Saturday 20 August 2016

The cost of unresolved bugs

Most projects deliver solutions with bugs. When projects are working with tight and mandatory deadlines there might be a lot of known and documented defects as a result just prior to a release. Other projects might be in a position where they can postpone a their release and bring down the number of bugs. Think a bit about the consequence and cost of those defects related to actually delivering a less bug-infected solution a bit later.

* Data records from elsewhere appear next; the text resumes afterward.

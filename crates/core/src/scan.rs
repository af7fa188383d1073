//! Consumer scan verification.
//!
//! A scan payload (decoded QR text, NFC record, or a typed code) is checked syntactically before
//! the catalog is consulted. Garbage from an unrelated QR code is an expected input, not an
//! error, and never reaches the catalog.
//!
//! Every scan, malformed ones included, is appended to the [`ScanLog`] so that history and
//! activity counts reflect what consumers actually scanned.

use crate::product::Product;
use crate::report::CounterfeitReport;
use crate::store::{ProductCatalog, ReportStore, ScanLog};
use crate::{CoreError, CoreResult};
use chrono::{DateTime, Utc};
use qb_verification_id::VerificationId;
use serde::{Deserialize, Serialize};
use std::fmt;
use std::str::FromStr;
use std::sync::Arc;
use uuid::Uuid;

#[derive(Clone, Copy, Debug, PartialEq, Eq, Serialize, Deserialize)]
#[serde(rename_all = "snake_case")]
pub enum ScanMethod {
    Qr,
    Nfc,
    Manual,
}

impl fmt::Display for ScanMethod {
    fn fmt(&self, f: &mut fmt::Formatter<'_>) -> fmt::Result {
        f.write_str(match self {
            ScanMethod::Qr => "qr",
            ScanMethod::Nfc => "nfc",
            ScanMethod::Manual => "manual",
        })
    }
}

impl FromStr for ScanMethod {
    type Err = CoreError;

    fn from_str(s: &str) -> Result<Self, Self::Err> {
        match s.trim().to_ascii_lowercase().as_str() {
            "qr" => Ok(Self::Qr),
            "nfc" => Ok(Self::Nfc),
            "manual" => Ok(Self::Manual),
            other => Err(CoreError::InvalidInput(format!(
                "scan method must be qr, nfc or manual, got: '{other}'"
            ))),
        }
    }
}

#[derive(Clone, Debug, PartialEq, Eq, Serialize, Deserialize)]
pub struct ScanRecord {
    pub id: Uuid,
    /// `None` when the payload was not a verification identifier.
    pub verification_id: Option<VerificationId>,
    pub method: ScanMethod,
    pub authentic: bool,
    pub scanned_at: DateTime<Utc>,
}

/// Result of checking one scan payload.
///
/// Everything other than [`ScanOutcome::Authentic`] should be presented to the consumer as a
/// suspected counterfeit.
#[derive(Clone, Debug, PartialEq, Eq, Serialize)]
#[serde(tag = "outcome", rename_all = "snake_case")]
pub enum ScanOutcome {
    /// The payload is not a verification identifier.
    Malformed { record: ScanRecord },
    /// Well-formed, but no product carries this identifier.
    Unknown { record: ScanRecord },
    /// The product exists but was withdrawn.
    Deactivated { product: Product, record: ScanRecord },
    /// The label has been scanned more often than a genuine bottle would be.
    ScanLimitExceeded { product: Product, record: ScanRecord },
    Authentic { product: Product, record: ScanRecord },
}

impl ScanOutcome {
    pub fn record(&self) -> &ScanRecord {
        match self {
            ScanOutcome::Malformed { record }
            | ScanOutcome::Unknown { record }
            | ScanOutcome::Deactivated { record, .. }
            | ScanOutcome::ScanLimitExceeded { record, .. }
            | ScanOutcome::Authentic { record, .. } => record,
        }
    }

    pub fn product(&self) -> Option<&Product> {
        match self {
            ScanOutcome::Malformed { .. } | ScanOutcome::Unknown { .. } => None,
            ScanOutcome::Deactivated { product, .. }
            | ScanOutcome::ScanLimitExceeded { product, .. }
            | ScanOutcome::Authentic { product, .. } => Some(product),
        }
    }

    pub fn is_authentic(&self) -> bool {
        matches!(self, ScanOutcome::Authentic { .. })
    }

    pub fn kind(&self) -> &'static str {
        match self {
            ScanOutcome::Malformed { .. } => "malformed",
            ScanOutcome::Unknown { .. } => "unknown",
            ScanOutcome::Deactivated { .. } => "deactivated",
            ScanOutcome::ScanLimitExceeded { .. } => "scan_limit_exceeded",
            ScanOutcome::Authentic { .. } => "authentic",
        }
    }
}

#[derive(Clone)]
pub struct ScanService {
    catalog: Arc<dyn ProductCatalog>,
    scans: Arc<dyn ScanLog>,
}

impl ScanService {
    pub fn new(catalog: Arc<dyn ProductCatalog>, scans: Arc<dyn ScanLog>) -> Self {
        Self { catalog, scans }
    }

    /// Verify one scan payload and count it against the product.
    ///
    /// The payload is used exactly as given: no trimming or case folding. The resulting record is
    /// appended to the scan log; a failed append is logged and does not change the outcome.
    pub fn verify(&self, payload: &str, method: ScanMethod) -> CoreResult<ScanOutcome> {
        let outcome = self.classify(payload, method)?;
        if let Err(e) = self.scans.append(outcome.record().clone()) {
            tracing::warn!(scan_id = %outcome.record().id, "failed to append scan record: {}", e);
        }
        Ok(outcome)
    }

    /// Scan history, newest first.
    pub fn history(&self) -> CoreResult<Vec<ScanRecord>> {
        self.scans.list_scans()
    }

    fn classify(&self, payload: &str, method: ScanMethod) -> CoreResult<ScanOutcome> {
        let scanned_at = Utc::now();
        let record = |verification_id: Option<VerificationId>, authentic: bool| ScanRecord {
            id: Uuid::new_v4(),
            verification_id,
            method,
            authentic,
            scanned_at,
        };

        let Ok(id) = VerificationId::parse(payload) else {
            tracing::debug!(%method, "rejected malformed scan payload");
            return Ok(ScanOutcome::Malformed {
                record: record(None, false),
            });
        };

        let outcome = match self.catalog.record_scan(&id)? {
            None => ScanOutcome::Unknown {
                record: record(Some(id), false),
            },
            Some(product) if !product.is_active() => ScanOutcome::Deactivated {
                product,
                record: record(Some(id), false),
            },
            Some(product) if product.scans_exceeded() => ScanOutcome::ScanLimitExceeded {
                product,
                record: record(Some(id), false),
            },
            Some(product) => ScanOutcome::Authentic {
                product,
                record: record(Some(id), true),
            },
        };

        tracing::debug!(
            verification_id = ?outcome.record().verification_id.as_ref().map(VerificationId::as_str),
            %method,
            outcome = outcome.kind(),
            "scan verified"
        );
        Ok(outcome)
    }
}

/// Activity totals over the scan log and report store.
#[derive(Clone, Copy, Debug, Default, PartialEq, Eq, Serialize)]
pub struct ActivityStats {
    pub scans: usize,
    pub verified: usize,
    pub reports: usize,
}

impl ActivityStats {
    pub fn tally(scans: &[ScanRecord], reports: &[CounterfeitReport]) -> Self {
        Self {
            scans: scans.len(),
            verified: scans.iter().filter(|scan| scan.authentic).count(),
            reports: reports.len(),
        }
    }
}

/// Read-only summary of consumer activity.
#[derive(Clone)]
pub struct StatsService {
    scans: Arc<dyn ScanLog>,
    reports: Arc<dyn ReportStore>,
}

impl StatsService {
    pub fn new(scans: Arc<dyn ScanLog>, reports: Arc<dyn ReportStore>) -> Self {
        Self { scans, reports }
    }

    pub fn summary(&self) -> CoreResult<ActivityStats> {
        Ok(ActivityStats::tally(
            &self.scans.list_scans()?,
            &self.reports.list_reports()?,
        ))
    }
}
//! # QualiBev Core
//!
//! Core business logic for QualiBev product verification.
//!
//! This crate contains pure data operations:
//! - Product registration, pairing identifier generation with insert-if-absent storage
//! - Scan verification, validating payloads before any catalog lookup
//! - Counterfeit report intake
//! - Scan history and activity totals
//! - Local storage backends (in-memory and sharded JSON files)
//!
//! **No API concerns**: HTTP servers, request parsing and command-line handling belong in
//! `api-rest` and `qb-cli`.

pub mod config;
pub mod constants;
pub mod error;
pub mod product;
pub mod registration;
pub mod report;
pub mod scan;
pub mod store;

pub use config::{CoreConfig, StorageBackend};
pub use error::{CoreError, CoreResult};
pub use product::{NewProduct, Product, ProductStatus};
pub use qb_types::{CountryCode, NonEmptyText};
pub use qb_verification_id::{VerificationId, VerificationIdError, VerificationIdService};
pub use registration::RegistrationService;
pub use report::{CounterfeitReport, NewReport, ReportService};
pub use scan::{ActivityStats, ScanMethod, ScanOutcome, ScanRecord, ScanService, StatsService};
pub use store::{FileStore, MemoryStore, ProductCatalog, ReportStore, ScanLog, Stores};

The cost of any unresolved bug does at least include the following tasks: 
  • Impact analysis (money, time, material)
  • Workaround analysis and testing
  • SOP documentation
  • Re-plannning. 
On top of this there is at least some documentation that has to be updated twice (one for the bug version, and a next one when the bug has been fixed). There might be additional costs that are less visible. A bug might prevent progress on other tasks in a project and so on. Users might need re-training on top of SOP documentation in order to follow the new SOP. And finally there is the grey zone - what if we didn't analyse and understand the workaround completely.

Nevertheless, what might seem like a relatively correct and easy decision might actually add more work and more costs and more uncertainty to a given release.

1 comment:

  1. Mikkel, very useful article! It's imaginable how far can one bug can go along the way. I very much stand behind choosing an agile environment since it helps to quickly reproduce test failures & product regressions.